- Problem description
Your answer should consist of each line below that contains the string "Style".

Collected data
+ + + + + + +

//! Repair search
//!
//! Every repair is reduced to a search key of `"{model} {status}"` and the
//! user's pattern is applied to that key as a case-insensitive regular
//! expression. The scan is linear over all joined rows.

use crate::Result;
use crate::storage::{RepairRow, RepairStore};
use regex::{Regex, RegexBuilder};

/// Text a search pattern is matched against. Missing values render empty.
pub fn build_search_key(model: Option<&str>, status: Option<&str>) -> String {
    format!("{} {}", model.unwrap_or_default(), status.unwrap_or_default())
}

/// A compiled, case-insensitive search pattern
#[derive(Debug, Clone)]
pub struct SearchPattern {
    regex: Regex,
}

impl SearchPattern {
    /// Compile `pattern`; a malformed expression yields `Error::Pattern`
    pub fn compile(pattern: &str) -> Result<Self> {
        let regex = RegexBuilder::new(pattern).case_insensitive(true).build()?;
        Ok(Self { regex })
    }

    /// True if the pattern occurs anywhere in `key`
    pub fn is_match(&self, key: &str) -> bool {
        self.regex.is_match(key)
    }

    pub fn matches_row(&self, row: &RepairRow) -> bool {
        self.is_match(&build_search_key(row.model.as_deref(), row.status.as_deref()))
    }

    pub fn as_str(&self) -> &str {
        self.regex.as_str()
    }
}

/// Repairs whose model or status matches `pattern`, in join order
pub fn search_repairs(store: &RepairStore, pattern: &str) -> Result<Vec<RepairRow>> {
    let pattern = SearchPattern::compile(pattern)?;
    let rows = store.repair_rows()?;
    let scanned = rows.len();

    let matched: Vec<RepairRow> = rows.into_iter().filter(|row| pattern.matches_row(row)).collect();

    tracing::debug!(
        "Search '{}' matched {} of {} repairs",
        pattern.as_str(),
        matched.len(),
        scanned
    );
    Ok(matched)
}
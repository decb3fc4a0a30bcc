//! Operator roles
//!
//! A role is a label chosen at sign-in. The only check attached to it is
//! whether repair jobs may be opened; it is not a security boundary.

use crate::{Error, Result};
use serde::{Deserialize, Serialize};
use std::str::FromStr;

#[derive(Debug, Clone, Copy, PartialEq, Eq, Hash, Serialize, Deserialize)]
#[serde(rename_all = "lowercase")]
pub enum Role {
    Admin,
    Technician,
}

impl Role {
    pub fn as_str(&self) -> &'static str {
        match self {
            Role::Admin => "Admin",
            Role::Technician => "Technician",
        }
    }

    pub fn can_create_repairs(&self) -> bool {
        matches!(self, Role::Admin | Role::Technician)
    }
}

impl FromStr for Role {
    type Err = Error;

    fn from_str(s: &str) -> Result<Self> {
        match s.trim().to_lowercase().as_str() {
            "admin" => Ok(Role::Admin),
            "technician" | "tech" => Ok(Role::Technician),
            _ => Err(Error::Validation(format!("Unknown role: {}", s))),
        }
    }
}

impl std::fmt::Display for Role {
    fn fmt(&self, f: &mut std::fmt::Formatter<'_>) -> std::fmt::Result {
        write!(f, "{}", self.as_str())
    }
}
use crate::storage::{InvoiceLine, RepairRow};
use tabled::{settings::Style, Table, Tabled};

#[derive(Tabled)]
pub struct TableRow {
    #[tabled(rename = "Metric")]
    pub metric: String,
    #[tabled(rename = "Value")]
    pub value: String,
}

pub struct TableBuilder {
    rows: Vec<TableRow>,
}

impl Default for TableBuilder {
    fn default() -> Self {
        Self::new()
    }
}

impl TableBuilder {
    pub fn new() -> Self {
        Self { rows: Vec::new() }
    }

    pub fn add_row(&mut self, label: &str, value: &str) {
        self.rows.push(TableRow {
            metric: label.to_string(),
            value: value.to_string(),
        });
    }

    pub fn build(&self) -> String {
        if self.rows.is_empty() {
            return String::new();
        }

        Table::new(&self.rows).with(Style::rounded()).to_string()
    }
}

#[derive(Tabled)]
struct SearchRow {
    #[tabled(rename = "ID")]
    id: i64,
    #[tabled(rename = "Model")]
    model: String,
    #[tabled(rename = "Issue")]
    issue: String,
    #[tabled(rename = "Status")]
    status: String,
    #[tabled(rename = "Technician")]
    technician: String,
}

#[derive(Tabled)]
struct InvoiceRow {
    #[tabled(rename = "RepairID")]
    repair_id: i64,
    #[tabled(rename = "Cost")]
    cost: String,
    #[tabled(rename = "Status")]
    status: String,
}

/// Render search hits, one line per repair
pub fn search_table(rows: &[RepairRow]) -> String {
    let rows: Vec<SearchRow> = rows
        .iter()
        .map(|row| SearchRow {
            id: row.id,
            model: row.model.clone().unwrap_or_default(),
            issue: row.issue.clone().unwrap_or_default(),
            status: row.status.clone().unwrap_or_default(),
            technician: row.technician.clone().unwrap_or_default(),
        })
        .collect();
    Table::new(rows).with(Style::rounded()).to_string()
}

/// Render the billed lines of an invoice
pub fn invoice_table(lines: &[InvoiceLine]) -> String {
    let rows: Vec<InvoiceRow> = lines
        .iter()
        .map(|line| InvoiceRow {
            repair_id: line.repair_id,
            cost: line.cost.map(|c| format!("{:.2}", c)).unwrap_or_default(),
            status: line.status.clone().unwrap_or_default(),
        })
        .collect();
    Table::new(rows).with(Style::rounded()).to_string()
}
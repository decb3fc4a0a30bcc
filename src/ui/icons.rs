pub struct Icons;

impl Icons {
    pub const WRENCH: &str = "🔧";
    pub const SEARCH: &str = "🔍";
    pub const CHECK: &str = "✅";
    pub const CROSS: &str = "❌";
    pub const INFO: &str = "ℹ️";
    pub const STATS: &str = "📊";
    pub const PERSON: &str = "👤";
    pub const PHONE: &str = "📱";
    pub const FILE: &str = "📄";
}
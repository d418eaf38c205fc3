use std::path::{Path, PathBuf};

use anyhow::{Context, Result};
use chrono::NaiveDate;
use rust_decimal::Decimal;
use serde::{Deserialize, Serialize};

use crate::ledger::{LedgerOptions, Vocabulary};
use crate::portfolio::{Granularity, DEFAULT_FX_RATE, DEFAULT_INTRADAY_HOURS};

fn default_ledger_path() -> PathBuf {
    PathBuf::from("Account.csv")
}

fn default_tickers_path() -> PathBuf {
    PathBuf::from("tickers.csv")
}

fn default_output_dir() -> PathBuf {
    PathBuf::from("output")
}

fn default_home_currency() -> String {
    "EUR".to_string()
}

fn default_foreign_currency() -> String {
    "USD".to_string()
}

fn default_fx_rate() -> Decimal {
    DEFAULT_FX_RATE
}

/// Which timestamps a history run values.
#[derive(Debug, Clone, PartialEq, Eq, Serialize, Deserialize)]
#[serde(default)]
pub struct TimelineConfig {
    /// Hours of day to sample. Empty means one end-of-day point per day.
    pub hours: Vec<u32>,

    /// First day to value. Defaults to the first ledger entry.
    pub start: Option<NaiveDate>,

    /// Last day to value. Defaults to today.
    pub end: Option<NaiveDate>,
}

impl Default for TimelineConfig {
    fn default() -> Self {
        Self {
            hours: DEFAULT_INTRADAY_HOURS.to_vec(),
            start: None,
            end: None,
        }
    }
}

impl TimelineConfig {
    pub fn granularity(&self) -> Granularity {
        if self.hours.is_empty() {
            Granularity::EndOfDay
        } else {
            Granularity::Intraday(self.hours.clone())
        }
    }
}

/// Market-data source settings.
#[derive(Debug, Clone, PartialEq, Eq, Serialize, Deserialize)]
#[serde(default)]
pub struct MarketDataConfig {
    /// Override for the chart API base URL.
    pub base_url: Option<String>,

    /// Maximum concurrent series fetches.
    pub concurrency: usize,
}

impl Default for MarketDataConfig {
    fn default() -> Self {
        Self {
            base_url: None,
            concurrency: 4,
        }
    }
}

/// Application configuration.
#[derive(Debug, Clone, Serialize, Deserialize)]
#[serde(default)]
pub struct Config {
    /// Broker account export. If relative, resolved from config file location.
    #[serde(default = "default_ledger_path")]
    pub ledger_path: PathBuf,

    /// `Product,Ticker,USD` mapping file.
    #[serde(default = "default_tickers_path")]
    pub tickers_path: PathBuf,

    /// Where report CSVs are written.
    #[serde(default = "default_output_dir")]
    pub output_dir: PathBuf,

    /// Currency all values are reported in.
    #[serde(default = "default_home_currency")]
    pub home_currency: String,

    /// Currency of foreign-quoted products.
    #[serde(default = "default_foreign_currency")]
    pub foreign_currency: String,

    /// Home units per foreign unit when no FX sample is available.
    #[serde(default = "default_fx_rate")]
    pub default_fx_rate: Decimal,

    #[serde(default)]
    pub timeline: TimelineConfig,

    #[serde(default)]
    pub vocabulary: Vocabulary,

    #[serde(default)]
    pub market_data: MarketDataConfig,
}

impl Default for Config {
    fn default() -> Self {
        Self {
            ledger_path: default_ledger_path(),
            tickers_path: default_tickers_path(),
            output_dir: default_output_dir(),
            home_currency: default_home_currency(),
            foreign_currency: default_foreign_currency(),
            default_fx_rate: default_fx_rate(),
            timeline: TimelineConfig::default(),
            vocabulary: Vocabulary::default(),
            market_data: MarketDataConfig::default(),
        }
    }
}

impl Config {
    /// Load config from a TOML file.
    pub fn load(path: &Path) -> Result<Self> {
        let content = std::fs::read_to_string(path)
            .with_context(|| format!("Failed to read config file: {}", path.display()))?;

        let config: Config = toml::from_str(&content)
            .with_context(|| format!("Failed to parse config file: {}", path.display()))?;

        Ok(config)
    }

    /// Load config from a file, or return default config if file doesn't exist.
    pub fn load_or_default(path: &Path) -> Result<Self> {
        if path.exists() {
            Self::load(path)
        } else {
            Ok(Self::default())
        }
    }

    fn resolve(self, config_dir: &Path) -> ResolvedConfig {
        ResolvedConfig {
            ledger_path: resolve_path(config_dir, &self.ledger_path),
            tickers_path: resolve_path(config_dir, &self.tickers_path),
            output_dir: resolve_path(config_dir, &self.output_dir),
            home_currency: self.home_currency.to_uppercase(),
            foreign_currency: self.foreign_currency.to_uppercase(),
            default_fx_rate: self.default_fx_rate,
            timeline: self.timeline,
            vocabulary: self.vocabulary,
            market_data: self.market_data,
        }
    }
}

/// Relative paths are taken from `config_dir`.
pub fn resolve_path(config_dir: &Path, path: &Path) -> PathBuf {
    if path.is_absolute() {
        path.to_path_buf()
    } else {
        config_dir.join(path)
    }
}

/// Loaded configuration with resolved paths.
#[derive(Debug, Clone, Serialize)]
pub struct ResolvedConfig {
    pub ledger_path: PathBuf,
    pub tickers_path: PathBuf,
    pub output_dir: PathBuf,
    pub home_currency: String,
    pub foreign_currency: String,
    pub default_fx_rate: Decimal,
    pub timeline: TimelineConfig,
    pub vocabulary: Vocabulary,
    pub market_data: MarketDataConfig,
}

/// Returns the default config file path.
///
/// Resolution order:
/// 1. `./replaybook.toml` if it exists in current directory
/// 2. `~/.local/share/replaybook/replaybook.toml` (XDG data directory)
pub fn default_config_path() -> PathBuf {
    let local_config = PathBuf::from("replaybook.toml");
    if local_config.exists() {
        return local_config;
    }

    if let Some(data_dir) = dirs::data_dir() {
        return data_dir.join("replaybook").join("replaybook.toml");
    }

    local_config
}

impl ResolvedConfig {
    /// Load and resolve config from a file path.
    ///
    /// Paths are resolved relative to the config file's parent directory.
    pub fn load(config_path: &Path) -> Result<Self> {
        let config_path = config_path
            .canonicalize()
            .with_context(|| format!("Config file not found: {}", config_path.display()))?;

        let config_dir = config_path
            .parent()
            .context("Config file has no parent directory")?;

        Ok(Config::load(&config_path)?.resolve(config_dir))
    }

    /// Load config, falling back to defaults if the file doesn't exist.
    ///
    /// Without a file, paths resolve against the file's intended directory.
    pub fn load_or_default(config_path: &Path) -> Result<Self> {
        if config_path.exists() {
            return Self::load(config_path);
        }

        let config_path = if config_path.is_relative() {
            std::env::current_dir()
                .context("Failed to get current directory")?
                .join(config_path)
        } else {
            config_path.to_path_buf()
        };

        let config_dir = config_path
            .parent()
            .context("Config path has no parent directory")?;

        Ok(Config::default().resolve(config_dir))
    }

    pub fn ledger_options(&self) -> LedgerOptions {
        LedgerOptions {
            vocabulary: self.vocabulary.clone(),
            home_currency: self.home_currency.clone(),
            foreign_currency: self.foreign_currency.clone(),
        }
    }
}
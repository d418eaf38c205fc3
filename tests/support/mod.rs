#![allow(dead_code)]

use std::path::Path;

use anyhow::Result;
use chrono::{NaiveDate, NaiveDateTime};
use replaybook::diagnostics::Diagnostics;
use replaybook::ledger::{read_ledger_csv, Ledger, LedgerOptions};

pub const LEDGER_HEADER: &str =
    "Datum,Tijd,Valutadatum,Product,ISIN,Omschrijving,FX,Mutatie,,Saldo,,Order Id";

/// Deposit 1000, buy 10 ACME for 100.
pub const DEPOSIT_AND_BUY: &str = r#"02-01-2024,10:00,02-01-2024,ACME,NL0000000001,"Koop 10 @ 10,00 EUR",,EUR,"-100,00",EUR,"900,00",buy-1
01-01-2024,09:00,01-01-2024,,,iDEAL Deposit,,EUR,"1000,00",EUR,"1000,00",
"#;

/// Sells 4 of the 10 ACME bought in `DEPOSIT_AND_BUY`.
pub const SELL_FOUR: &str = r#"05-01-2024,11:00,05-01-2024,ACME,NL0000000001,"Verkoop 4 @ 13,00 EUR",,EUR,"52,00",EUR,"952,00",sell-1
"#;

pub fn d(day: u32) -> NaiveDate {
    NaiveDate::from_ymd_opt(2024, 1, day).unwrap()
}

pub fn at(day: u32, hour: u32) -> NaiveDateTime {
    d(day).and_hms_opt(hour, 0, 0).unwrap()
}

pub fn ledger_csv(bodies: &[&str]) -> String {
    let mut csv = format!("{LEDGER_HEADER}\n");
    for body in bodies {
        csv.push_str(body);
    }
    csv
}

pub fn load_ledger(bodies: &[&str]) -> Result<(Ledger, Diagnostics)> {
    let rows = read_ledger_csv(ledger_csv(bodies).as_bytes())?;
    let mut diagnostics = Diagnostics::new();
    let ledger = Ledger::from_rows(&rows, &LedgerOptions::default(), &mut diagnostics)?;
    Ok((ledger, diagnostics))
}

pub fn write_file(dir: &Path, name: &str, content: &str) -> Result<()> {
    std::fs::write(dir.join(name), content)?;
    Ok(())
}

+ + + + + + +

- Answer to this exercise
use tabled::{settings::Style, Table, Tabled};
        Table::new(&self.rows).with(Style::rounded()).to_string()
    Table::new(rows).with(Style::rounded()).to_string()
    Table::new(rows).with(Style::rounded()).to_string()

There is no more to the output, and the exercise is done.